++++ Data for the task

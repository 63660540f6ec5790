// SPDX-License-Identifier: Apache-2.0

//! Logging and observability helpers.

use std::fs;
use std::path::{Path, PathBuf};
use std::time::{Duration, SystemTime};

use tracing_appender::rolling::RollingFileAppender;
use tracing_subscriber::fmt::format::FmtSpan;
use tracing_subscriber::EnvFilter;

const LOG_FILE_PREFIX: &str = "schemalens.log";
const LOG_RETENTION_DAYS: u64 = 14;

pub fn init_tracing() {
    let log_dir = log_directory();
    let _ = fs::create_dir_all(&log_dir);

    if let Err(e) = cleanup_old_logs(&log_dir, LOG_RETENTION_DAYS) {
        eprintln!("Failed to clean up old logs: {}", e);
    }

    let file_appender: RollingFileAppender =
        tracing_appender::rolling::daily(&log_dir, LOG_FILE_PREFIX);
    let env_filter = EnvFilter::try_from_default_env()
        .unwrap_or_else(|_| EnvFilter::new("schemalens=info"));

    let _ = tracing_subscriber::fmt()
        .with_env_filter(env_filter)
        .with_writer(file_appender)
        .json()
        .with_file(true)
        .with_line_number(true)
        .with_current_span(true)
        .with_ansi(false)
        .with_span_events(FmtSpan::CLOSE)
        .try_init();

    let previous_hook = std::panic::take_hook();
    std::panic::set_hook(Box::new(move |panic_info| {
        let payload = panic_info.payload();
        let location = panic_info
            .location()
            .map(|l| format!("{}:{}:{}", l.file(), l.line(), l.column()))
            .unwrap_or_else(|| "unknown".to_string());

        let msg = if let Some(s) = payload.downcast_ref::<&str>() {
            format!("PANIC: {}", s)
        } else if let Some(s) = payload.downcast_ref::<String>() {
            format!("PANIC: {}", s)
        } else {
            "PANIC: unknown cause".to_string()
        };

        tracing::error!(target: "panic", location = %location, message = %msg, "Application panicked");

        previous_hook(panic_info);
    }));

    tracing::info!("Tracing initialized. Logs directory: {:?}", log_dir);
}

fn log_directory() -> PathBuf {
    dirs::data_dir()
        .unwrap_or_else(|| PathBuf::from("."))
        .join("schemalens")
        .join("logs")
}

fn cleanup_old_logs(log_dir: &Path, retention_days: u64) -> std::io::Result<()> {
    let entries = fs::read_dir(log_dir)?;
    let now = SystemTime::now();
    let retention_duration = Duration::from_secs(retention_days * 24 * 60 * 60);

    for entry in entries {
        let entry = entry?;
        let path = entry.path();

        if path.extension().and_then(|e| e.to_str()) != Some("log") {
            continue;
        }

        if let Ok(metadata) = fs::metadata(&path) {
            if let Ok(modified) = metadata.modified() {
                if let Ok(age) = now.duration_since(modified) {
                    if age > retention_duration {
                        if let Err(e) = fs::remove_file(&path) {
                            eprintln!("Failed to remove old log file {:?}: {}", path, e);
                        }
                    }
                }
            }
        }
    }

    Ok(())
}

++++++++

▶ _Prompt_
Quote only the lines from the one containing "previous_hook(panic_info);" through the final line of the records, with both ends included.

▶ _Answer to the exercise_
        previous_hook(panic_info);
    }));

    tracing::info!("Tracing initialized. Logs directory: {:?}", log_dir);
}

fn log_directory() -> PathBuf {
    dirs::data_dir()
        .unwrap_or_else(|| PathBuf::from("."))
        .join("schemalens")
        .join("logs")
}

fn cleanup_old_logs(log_dir: &Path, retention_days: u64) -> std::io::Result<()> {
    let entries = fs::read_dir(log_dir)?;
    let now = SystemTime::now();
    let retention_duration = Duration::from_secs(retention_days * 24 * 60 * 60);

    for entry in entries {
        let entry = entry?;
        let path = entry.path();

        if path.extension().and_then(|e| e.to_str()) != Some("log") {
            continue;
        }

        if let Ok(metadata) = fs::metadata(&path) {
            if let Ok(modified) = metadata.modified() {
                if let Ok(age) = now.duration_since(modified) {
                    if age > retention_duration {
                        if let Err(e) = fs::remove_file(&path) {
                            eprintln!("Failed to remove old log file {:?}: {}", path, e);
                        }
                    }
                }
            }
        }
    }

    Ok(())
}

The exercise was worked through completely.